*** Opening Records for the exercise ***
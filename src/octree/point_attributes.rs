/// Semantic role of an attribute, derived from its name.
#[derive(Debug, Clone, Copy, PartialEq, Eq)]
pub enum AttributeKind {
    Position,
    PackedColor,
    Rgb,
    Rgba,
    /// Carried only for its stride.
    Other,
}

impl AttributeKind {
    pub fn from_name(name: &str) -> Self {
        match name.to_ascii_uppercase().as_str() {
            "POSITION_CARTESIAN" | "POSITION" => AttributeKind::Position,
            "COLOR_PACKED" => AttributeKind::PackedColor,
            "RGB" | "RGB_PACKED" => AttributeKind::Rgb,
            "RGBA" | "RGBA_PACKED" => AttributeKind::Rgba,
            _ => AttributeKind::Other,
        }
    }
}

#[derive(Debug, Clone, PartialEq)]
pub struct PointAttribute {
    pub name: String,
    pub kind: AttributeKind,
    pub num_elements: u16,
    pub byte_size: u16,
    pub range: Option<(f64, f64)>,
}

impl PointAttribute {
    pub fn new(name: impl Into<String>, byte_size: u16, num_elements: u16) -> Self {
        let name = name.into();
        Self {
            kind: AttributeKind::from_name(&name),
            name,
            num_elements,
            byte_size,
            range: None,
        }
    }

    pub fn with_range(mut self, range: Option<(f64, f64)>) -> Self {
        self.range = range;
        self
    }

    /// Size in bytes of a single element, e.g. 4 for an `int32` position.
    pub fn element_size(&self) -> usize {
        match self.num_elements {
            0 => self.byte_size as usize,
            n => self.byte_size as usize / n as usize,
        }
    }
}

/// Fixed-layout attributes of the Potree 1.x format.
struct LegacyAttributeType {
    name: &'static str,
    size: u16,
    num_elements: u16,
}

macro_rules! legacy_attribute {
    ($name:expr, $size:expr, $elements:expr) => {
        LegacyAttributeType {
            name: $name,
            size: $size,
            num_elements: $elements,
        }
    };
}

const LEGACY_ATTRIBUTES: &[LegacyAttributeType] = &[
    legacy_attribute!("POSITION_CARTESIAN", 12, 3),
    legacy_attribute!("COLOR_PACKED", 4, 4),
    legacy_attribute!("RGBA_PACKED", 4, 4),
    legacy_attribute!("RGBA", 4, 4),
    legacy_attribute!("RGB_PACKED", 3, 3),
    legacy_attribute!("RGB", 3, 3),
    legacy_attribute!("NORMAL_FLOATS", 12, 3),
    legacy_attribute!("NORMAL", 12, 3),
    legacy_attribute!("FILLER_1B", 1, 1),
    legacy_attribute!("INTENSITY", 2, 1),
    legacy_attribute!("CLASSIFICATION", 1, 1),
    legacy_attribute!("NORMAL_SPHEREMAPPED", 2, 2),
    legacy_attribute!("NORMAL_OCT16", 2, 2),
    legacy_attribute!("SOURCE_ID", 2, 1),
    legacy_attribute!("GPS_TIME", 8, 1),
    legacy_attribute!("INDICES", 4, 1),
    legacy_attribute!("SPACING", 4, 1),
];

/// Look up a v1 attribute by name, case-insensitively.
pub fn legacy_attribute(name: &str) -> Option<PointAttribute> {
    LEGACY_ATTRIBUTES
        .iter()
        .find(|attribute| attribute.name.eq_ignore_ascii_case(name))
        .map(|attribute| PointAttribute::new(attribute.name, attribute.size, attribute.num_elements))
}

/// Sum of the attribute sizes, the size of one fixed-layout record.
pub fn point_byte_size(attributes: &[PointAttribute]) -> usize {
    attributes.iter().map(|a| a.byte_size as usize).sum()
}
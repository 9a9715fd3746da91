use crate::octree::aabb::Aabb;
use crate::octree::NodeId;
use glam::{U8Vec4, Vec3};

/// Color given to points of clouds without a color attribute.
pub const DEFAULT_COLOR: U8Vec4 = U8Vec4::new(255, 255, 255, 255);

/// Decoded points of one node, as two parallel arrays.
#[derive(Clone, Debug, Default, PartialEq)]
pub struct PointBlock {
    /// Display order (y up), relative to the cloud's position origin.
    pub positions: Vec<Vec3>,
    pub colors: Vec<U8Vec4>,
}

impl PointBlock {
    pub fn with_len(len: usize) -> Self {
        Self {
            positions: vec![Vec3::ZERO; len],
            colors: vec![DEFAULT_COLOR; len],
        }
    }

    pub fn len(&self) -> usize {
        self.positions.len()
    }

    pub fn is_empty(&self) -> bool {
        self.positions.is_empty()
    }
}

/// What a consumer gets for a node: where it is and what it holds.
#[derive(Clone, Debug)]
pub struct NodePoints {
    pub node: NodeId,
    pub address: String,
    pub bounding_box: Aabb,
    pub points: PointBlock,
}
*** Closing Records for the exercise ***
- **Task to complete**: Lines in the data that include the word "Debug" should all be copied.

- **Exercise response**:
#[derive(Debug, Clone, Copy, PartialEq, Eq)]
#[derive(Debug, Clone, PartialEq)]
#[derive(Clone, Debug, Default, PartialEq)]
#[derive(Clone, Debug)]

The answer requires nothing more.